- **Exercise**:
The entries underneath need to be duplicated exactly, with none omitted.

─── Dataset content

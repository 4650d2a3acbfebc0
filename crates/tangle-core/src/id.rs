//! Strongly-typed identifiers for arenas, backing stores, and views.

use std::fmt;
use std::sync::atomic::{AtomicU64, Ordering};

/// Counter for unique [`ArenaId`] allocation.
static ARENA_COUNTER: AtomicU64 = AtomicU64::new(1);

/// Counter for unique [`ViewId`] allocation.
static VIEW_COUNTER: AtomicU64 = AtomicU64::new(1);

/// Unique per-instance identifier for a slice arena.
///
/// Every view remembers the arena that created it. Operations reject a
/// view that belongs to a different arena instead of resolving its store
/// index against the wrong slab.
#[derive(Clone, Copy, Debug, PartialEq, Eq, Hash, PartialOrd, Ord)]
pub struct ArenaId(u64);

impl ArenaId {
    /// Allocate a fresh, unique arena ID. Thread-safe.
    pub fn next() -> Self {
        Self(ARENA_COUNTER.fetch_add(1, Ordering::Relaxed))
    }
}

impl fmt::Display for ArenaId {
    fn fmt(&self, f: &mut fmt::Formatter<'_>) -> fmt::Result {
        write!(f, "{}", self.0)
    }
}

/// Identifies a backing store within its arena.
///
/// `slot` is the slab index; `generation` is bumped every time the slot is
/// reclaimed and reused, so two stores that occupied the same slot at
/// different times never compare equal.
#[derive(Clone, Copy, Debug, PartialEq, Eq, Hash, PartialOrd, Ord)]
pub struct StoreId {
    /// Slab slot index.
    pub slot: u32,
    /// Reuse generation of the slot.
    pub generation: u32,
}

impl StoreId {
    /// Create a store ID from its slot and generation.
    pub fn new(slot: u32, generation: u32) -> Self {
        Self { slot, generation }
    }
}

impl fmt::Display for StoreId {
    fn fmt(&self, f: &mut fmt::Formatter<'_>) -> fmt::Result {
        write!(f, "{}#{}", self.slot, self.generation)
    }
}

/// Identifies a single view descriptor.
///
/// Every construction (`from_elements`, `slice`, `append`) yields a new ID.
/// Cloning a view preserves its ID, because a clone is the same descriptor
/// over the same range.
#[derive(Clone, Copy, Debug, PartialEq, Eq, Hash, PartialOrd, Ord)]
pub struct ViewId(u64);

impl ViewId {
    /// Allocate a fresh, unique view ID. Thread-safe.
    pub fn next() -> Self {
        Self(VIEW_COUNTER.fetch_add(1, Ordering::Relaxed))
    }

    /// The raw numeric value.
    pub fn get(self) -> u64 {
        self.0
    }
}

impl fmt::Display for ViewId {
    fn fmt(&self, f: &mut fmt::Formatter<'_>) -> fmt::Result {
        write!(f, "v{}", self.0)
    }
}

──────

- **Solution**:
repository 4650d2a3acbfebc0
filename crates/tangle-core/src/id.rs
//! Strongly-typed identifiers for arenas, backing stores, and views.

use std::fmt;
use std::sync::atomic::{AtomicU64, Ordering};

/// Counter for unique [`ArenaId`] allocation.
static ARENA_COUNTER: AtomicU64 = AtomicU64::new(1);

/// Counter for unique [`ViewId`] allocation.
static VIEW_COUNTER: AtomicU64 = AtomicU64::new(1);

/// Unique per-instance identifier for a slice arena.
///
/// Every view remembers the arena that created it. Operations reject a
/// view that belongs to a different arena instead of resolving its store
/// index against the wrong slab.
#[derive(Clone, Copy, Debug, PartialEq, Eq, Hash, PartialOrd, Ord)]
pub struct ArenaId(u64);

impl ArenaId {
    /// Allocate a fresh, unique arena ID. Thread-safe.
    pub fn next() -> Self {
        Self(ARENA_COUNTER.fetch_add(1, Ordering::Relaxed))
    }
}

impl fmt::Display for ArenaId {
    fn fmt(&self, f: &mut fmt::Formatter<'_>) -> fmt::Result {
        write!(f, "{}", self.0)
    }
}

/// Identifies a backing store within its arena.
///
/// `slot` is the slab index; `generation` is bumped every time the slot is
/// reclaimed and reused, so two stores that occupied the same slot at
/// different times never compare equal.
#[derive(Clone, Copy, Debug, PartialEq, Eq, Hash, PartialOrd, Ord)]
pub struct StoreId {
    /// Slab slot index.
    pub slot: u32,
    /// Reuse generation of the slot.
    pub generation: u32,
}

impl StoreId {
    /// Create a store ID from its slot and generation.
    pub fn new(slot: u32, generation: u32) -> Self {
        Self { slot, generation }
    }
}

impl fmt::Display for StoreId {
    fn fmt(&self, f: &mut fmt::Formatter<'_>) -> fmt::Result {
        write!(f, "{}#{}", self.slot, self.generation)
    }
}

/// Identifies a single view descriptor.
///
/// Every construction (`from_elements`, `slice`, `append`) yields a new ID.
/// Cloning a view preserves its ID, because a clone is the same descriptor
/// over the same range.
#[derive(Clone, Copy, Debug, PartialEq, Eq, Hash, PartialOrd, Ord)]
pub struct ViewId(u64);

impl ViewId {
    /// Allocate a fresh, unique view ID. Thread-safe.
    pub fn next() -> Self {
        Self(VIEW_COUNTER.fetch_add(1, Ordering::Relaxed))
    }

    /// The raw numeric value.
    pub fn get(self) -> u64 {
        self.0
    }
}

impl fmt::Display for ViewId {
    fn fmt(&self, f: &mut fmt::Formatter<'_>) -> fmt::Result {
        write!(f, "v{}", self.0)
    }
}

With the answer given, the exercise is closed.